We recently happened upon an article recommending that small businesses should get on TikTok.

Here at Funding for Good, our first question was: Really?

Not ready to dismiss an intriguing recommendation outright, we wanted to understand the potential benefits of TikTok for nonprofit or business leaders.

Turns out, there could be many, particularly connecting with new audiences. But doing so successfully requires authenticity.

The advice that “authenticity is key” isn’t only useful for TikTok, though. Nonprofit staff, boards, donors, volunteers, and community members are all looking for authenticity.

So how can you achieve it? Nonprofit business planning is the perfect way to start.

 

Nonprofit Business Planning as the Foundation of Authenticity

Creating a strong business plan starts with a stellar vision and mission statement.
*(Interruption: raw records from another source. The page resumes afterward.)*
//! Drives one migration run through its phases.
//!
//! Initializing checks both providers, resolves the destination root and
//! loads the checkpoint. Scanning walks the source into an ordered plan.
//! Migrating feeds the plan to a bounded worker pool. Verifying compares what
//! was processed against the plan. Fatal-global problems surface as `Err`;
//! per-file problems end up in the report.

use std::collections::HashSet;
use std::sync::Arc;
use std::time::Instant;

use chrono::Utc;
use eyre::{bail, eyre, Context, Result};
use parking_lot::Mutex;
use tokio::sync::mpsc;
use tokio_util::sync::CancellationToken;

use crate::checkpoint::{spawn_checkpoint_writer, CheckpointSummary};
use crate::errors::{ErrorKind, ProviderResult};
use crate::folders::FolderCache;
use crate::metadata::MetadataTranslator;
use crate::path_map::{DestPath, ExcludeFilter, PathMapper};
use crate::progress::{report as notify, MigrationProgress};
use crate::provider::{CheckpointStore, DestinationProvider, SourceProvider};
use crate::report::{MigrationReport, ReportSink, Verification};
use crate::retry::with_retry;
use crate::transfer::TransferExecutor;

mod options;
mod phase;
mod scan;
mod worker;

pub use options::{MigrationOptions, TestMode};
pub use phase::MigrationPhase;
pub use scan::{PlannedEntry, ScanPlan};

use scan::Scanner;
use worker::{spawn_workers, Tally, WorkerContext};

struct Setup {
    filter: ExcludeFilter,
    folders: Arc<FolderCache>,
    completed: HashSet<String>,
}

/// Result of the Migrating phase.
struct MigrationTotals {
    tally: Tally,
    skipped: u64,
    bytes_skipped: u64,
}

pub struct MigrationOrchestrator {
    source: Arc<dyn SourceProvider>,
    dest: Arc<dyn DestinationProvider>,
    checkpoint: Arc<dyn CheckpointStore>,
    options: MigrationOptions,
    report_sink: Option<Arc<dyn ReportSink>>,
    phase: Mutex<MigrationPhase>,
}

impl MigrationOrchestrator {
    pub fn new(
        source: Arc<dyn SourceProvider>,
        dest: Arc<dyn DestinationProvider>,
        checkpoint: Arc<dyn CheckpointStore>,
        options: MigrationOptions,
    ) -> Self {
        Self {
            source,
            dest,
            checkpoint,
            options,
            report_sink: None,
            phase: Mutex::new(MigrationPhase::Initializing),
        }
    }

    /// Hand the final report to `sink` once a run finishes.
    pub fn with_report_sink(mut self, sink: Arc<dyn ReportSink>) -> Self {
        self.report_sink = Some(sink);
        self
    }

    pub fn options(&self) -> &MigrationOptions {
        &self.options
    }

    pub fn phase(&self) -> MigrationPhase {
        *self.phase.lock()
    }

    fn set_phase(&self, to: MigrationPhase) {
        let mut phase = self.phase.lock();
        if !phase.can_transition_to(to) {
            log::warn!("unexpected phase change {} -> {to}", *phase);
        }
        log::debug!("phase {} -> {to}", *phase);
        *phase = to;
    }

    fn fail(&self, err: eyre::Report) -> eyre::Report {
        let during = self.phase();
        self.set_phase(MigrationPhase::Failed);
        err.wrap_err(format!("migration failed during {during}"))
    }

    /// Execute a full run.
    ///
    /// Cancelling `cancel` stops dispatching new files; files already in
    /// flight finish and are checkpointed before this returns.
    pub async fn run(
        &self,
        cancel: CancellationToken,
        progress: Option<MigrationProgress>,
    ) -> Result<MigrationReport> {
        let clock = Instant::now();
        let mut report = MigrationReport::new(Utc::now(), self.options.dry_run);
        if self.options.dry_run {
            log::info!("[dry-run] no changes will be made to the destination");
        }

        let setup = self.initialize().await.map_err(|err| self.fail(err))?;

        self.set_phase(MigrationPhase::Scanning);
        let plan = match self.scan(&setup.filter, &cancel).await {
            Ok(plan) => plan,
            Err(err) if err.kind == ErrorKind::Cancelled => {
                log::warn!("interrupted while scanning");
                self.set_phase(MigrationPhase::Failed);
                report.interrupted = true;
                report.failure = Some("interrupted during scanning".into());
                return Ok(self.finish(report, clock));
            }
            Err(err) => return Err(self.fail(eyre!(err).wrap_err("source tree could not be listed"))),
        };
        report.files_scanned = plan.files;
        report.folders_scanned = plan.folders;
        report.bytes_scanned = plan.bytes;
        report.errors.extend(plan.errors.iter().cloned());
        notify(progress.as_ref(), |p| p.report_scan(plan.files, plan.folders, plan.bytes));

        if !self.options.continue_on_error && !plan.errors.is_empty() {
            self.set_phase(MigrationPhase::Failed);
            report.files_pending = plan.files;
            report.failure = Some(format!(
                "stopped after first error: {} could not be listed",
                plan.errors[0].source_path
            ));
            return Ok(self.finish(report, clock));
        }

        self.set_phase(MigrationPhase::Migrating);
        let totals = self
            .migrate(&setup, &plan, &cancel, progress)
            .await
            .map_err(|err| self.fail(err))?;
        let tally = totals.tally;

        report.interrupted = cancel.is_cancelled();
        report.files_migrated = tally.migrated;
        report.files_skipped = totals.skipped;
        report.bytes_skipped = totals.bytes_skipped;
        report.files_failed = tally.failed;
        report.files_pending = tally.pending;
        report.bytes_transferred = tally.bytes_transferred;
        report.permissions_applied = tally.permissions_applied;
        report.permission_failures = tally.permission_failures;
        report.folders_created = setup.folders.resolved_count();
        report.errors.extend(tally.errors);

        self.set_phase(MigrationPhase::Verifying);
        let verification = Verification {
            files_expected: plan.files,
            files_accounted: tally.migrated + totals.skipped,
            bytes_expected: plan.bytes,
            bytes_accounted: tally.bytes_transferred + totals.bytes_skipped,
        };
        if verification.is_consistent() {
            log::info!("verified {} files ({} bytes)", plan.files, plan.bytes);
        } else {
            log::warn!(
                "verification: {}/{} files and {}/{} bytes accounted for",
                verification.files_accounted,
                verification.files_expected,
                verification.bytes_accounted,
                verification.bytes_expected
            );
        }
        report.verification = Some(verification);

        match tally.stop_reason {
            Some(reason) => {
                self.set_phase(MigrationPhase::Failed);
                report.failure = Some(reason);
            }
            None => self.set_phase(MigrationPhase::Done),
        }

        if !self.options.dry_run {
            let summary = CheckpointSummary {
                files_processed: report.files_migrated,
                bytes_transferred: report.bytes_transferred,
                failures: report.files_failed,
                recorded_at: Utc::now(),
            };
            if let Err(err) = self.checkpoint.record_summary(&summary) {
                log::error!("failed to append run summary to checkpoint: {err:#}");
            }
        }

        Ok(self.finish(report, clock))
    }

    /// Scan the source without touching the destination.
    pub async fn plan(&self) -> Result<ScanPlan> {
        let filter = ExcludeFilter::new(&self.options.exclude_patterns)?;
        self.scan(&filter, &CancellationToken::new())
            .await
            .wrap_err("source tree could not be listed")
    }

    fn finish(&self, mut report: MigrationReport, clock: Instant) -> MigrationReport {
        report.phase = self.phase();
        report.finished_at = Utc::now();
        report.elapsed_secs = clock.elapsed().as_secs_f64();
        log::info!("{}", report.summary_line());
        if let Some(sink) = &self.report_sink {
            if let Err(err) = sink.deliver(&report) {
                log::error!("failed to deliver migration report: {err:#}");
            }
        }
        report
    }

    async fn initialize(&self) -> Result<Setup> {
        let opts = &self.options;
        opts.validate()?;
        let filter = ExcludeFilter::new(&opts.exclude_patterns)?;

        let account = with_retry(&opts.retry, "verify source access", || self.source.verify_access())
            .await
            .wrap_err("source provider is not accessible")?;
        log::info!("source: {}", account.display_name);
        let account = with_retry(&opts.retry, "verify destination access", || self.dest.verify_access())
            .await
            .wrap_err("destination provider is not accessible")?;
        log::info!("destination: {}", account.display_name);

        let base = if opts.use_shared_drive {
            let name = opts.shared_drive_name.as_deref().unwrap_or_default();
            let found = with_retry(&opts.retry, &format!("find shared drive {name}"), || {
                self.dest.find_named_container(name)
            })
            .await
            .wrap_err_with(|| format!("failed to look up shared drive {name:?}"))?;
            match found {
                Some(handle) => {
                    log::info!("using shared drive {name:?} ({handle})");
                    Some(handle)
                }
                None => bail!("shared drive {name:?} not found"),
            }
        } else {
            None
        };

        let completed = if opts.resume {
            let done = self
                .checkpoint
                .load_all()
                .wrap_err("failed to load checkpoint")?;
            log::info!("resuming: {} files already migrated", done.len());
            done
        } else {
            HashSet::new()
        };

        let dest_root = DestPath::parse(&opts.dest_root)?;
        let folders = Arc::new(FolderCache::new(
            Arc::clone(&self.dest),
            opts.retry,
            base,
            opts.dry_run,
        ));
        folders
            .resolve(&dest_root)
            .await
            .wrap_err_with(|| format!("destination root {dest_root} is unreachable"))?;

        Ok(Setup {
            filter,
            folders,
            completed,
        })
    }

    async fn scan(&self, filter: &ExcludeFilter, cancel: &CancellationToken) -> ProviderResult<ScanPlan> {
        let (root, file_limit) = self.scan_root().await?;
        let mapper = PathMapper::new(&self.options.source_root, &self.options.dest_root, filter.clone())?;
        Scanner {
            source: self.source.as_ref(),
            mapper: &mapper,
            root: &root,
            retry: &self.options.retry,
            file_limit,
        }
        .scan(cancel)
        .await
    }

    /// Folder to walk and the file cap, honouring test mode.
    async fn scan_root(&self) -> ProviderResult<(String, Option<usize>)> {
        let Some(test) = &self.options.test_mode else {
            return Ok((self.options.source_root.clone(), None));
        };
        let probe = with_retry(&self.options.retry, &format!("list {}", test.folder), || {
            self.source.list_folder(&test.folder)
        })
        .await;
        match probe {
            Ok(_) => {
                log::info!("test mode: migrating {}", test.folder);
                Ok((test.folder.clone(), None))
            }
            Err(err) if err.kind == ErrorKind::NotFound => {
                log::info!(
                    "test mode: {} not found, migrating the first {} files of {}",
                    test.folder,
                    test.limit,
                    self.options.source_root
                );
                Ok((self.options.source_root.clone(), Some(test.limit)))
            }
            Err(err) => Err(err.with_path(test.folder.clone())),
        }
    }

    async fn migrate(
        &self,
        setup: &Setup,
        plan: &ScanPlan,
        cancel: &CancellationToken,
        progress: Option<MigrationProgress>,
    ) -> Result<MigrationTotals> {
        let opts = &self.options;
        let halt = cancel.child_token();
        let (sink, writer) = if opts.dry_run {
            (None, None)
        } else {
            let (sink, handle) = spawn_checkpoint_writer(Arc::clone(&self.checkpoint), halt.clone());
            (Some(sink), Some(handle))
        };

        let ctx = Arc::new(WorkerContext {
            source: Arc::clone(&self.source),
            executor: TransferExecutor::new(
                Arc::clone(&self.source),
                Arc::clone(&self.dest),
                opts.chunk_size,
                opts.small_file_threshold,
                opts.retry,
                opts.dry_run,
            ),
            translator: MetadataTranslator::new(
                Arc::clone(&self.dest),
                opts.retry,
                opts.preserve_timestamps,
                opts.migrate_permissions,
            ),
            folders: Arc::clone(&setup.folders),
            retry: opts.retry,
            checkpoint: sink,
            progress: progress.clone(),
            halt: halt.clone(),
            continue_on_error: opts.continue_on_error,
            dry_run: opts.dry_run,
            tally: Default::default(),
        });

        let workers = opts.parallel_uploads.max(1);
        let (tx, rx) = mpsc::channel::<PlannedEntry>(workers * 2);
        let handles = spawn_workers(workers, &ctx, rx);

        let mut skipped = 0u64;
        let mut bytes_skipped = 0u64;
        let mut undispatched = 0u64;
        for item in &plan.entries {
            let is_file = item.entry.is_file();
            if halt.is_cancelled() {
                undispatched += u64::from(is_file);
                continue;
            }
            if is_file && setup.completed.contains(&item.entry.path) {
                log::info!("{}: already migrated, skipping", item.entry.path);
                skipped += 1;
                bytes_skipped += item.entry.size;
                notify(progress.as_ref(), |p| p.report_file_skipped(&item.entry.path, item.entry.size));
                continue;
            }
            tokio::select! {
                biased;
                _ = halt.cancelled() => undispatched += u64::from(is_file),
                sent = tx.send(item.clone()) => {
                    if sent.is_err() {
                        bail!("worker pool shut down unexpectedly");
                    }
                }
            }
        }
        drop(tx);

        for handle in handles {
            if let Err(err) = handle.await {
                log::error!("migration worker panicked: {err}");
            }
        }
        let mut tally = std::mem::take(&mut *ctx.tally.lock());
        tally.pending += undispatched;
        drop(ctx);

        if cancel.is_cancelled() {
            log::warn!("interrupted: {} files left for a resumed run", tally.pending);
        }

        if let Some(writer) = writer {
            let written = writer
                .await
                .map_err(|err| eyre!("checkpoint writer task failed: {err}"))?
                .wrap_err("checkpoint store is unwritable")?;
            log::debug!("checkpoint: {written} records appended");
        }

        Ok(MigrationTotals {
            tally,
            skipped,
            bytes_skipped,
        })
    }
}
As Funding for Good has written before, your vision and mission statement should:

  • Resonate with members of your community, including those you serve
  • Inspire your audiences to learn more about your nonprofit
  • Compel people to turn that interest into action—whether that’s volunteering, donating, or spreading the word about your work

With nonprofit business planning, you transform your compelling vision and mission into concrete strategies, activities and work plans.

That’s where the authenticity comes in.

A business plan ensures your compelling words are backed by reality. Not only that, but the business planning process is designed to create buy-in and build consensus among your board and staff. The end result is a plan that you and your team believe in—and are committed to seeing through.

When you talk to others—whether it’s donors or viewers on TikTok—that commitment and authenticity will show through.

 

Not Every Tool is Right for Every Organization

Now that you’ve got the authenticity down, how do you know if TikTok is right for your organization? The answer should be directly informed by your strategic plan.

Funding for Good has worked with plenty of nonprofits whose previous strategic plans have failed. Indeed, studies show that up to two thirds of organizations report having experienced this.

While the exact dynamics will vary for each organization, in the end it comes down to the difference between planning and implementation.

  • Planning is where we come up with great ideas.
  • Implementation is where we buckle down and turn those plans into realities.

Sometimes your implementation goes off without a hitch. Sometimes your organization faces unforeseen challenges during implementation.

That’s why Funding for Good recommends that nonprofit leaders commit to long-term strategic thinking. That means viewing your nonprofit business plan not as the final product, but as a living document and touchpoint for decision-making.

So, if you’re wondering whether TikTok is right for your organization, start with your nonprofit business plan. Understand what you’re trying to achieve and who you’re trying to reach.

Maybe TikTok can help you reach your audiences, maybe it can’t. But without a business plan, you may never know.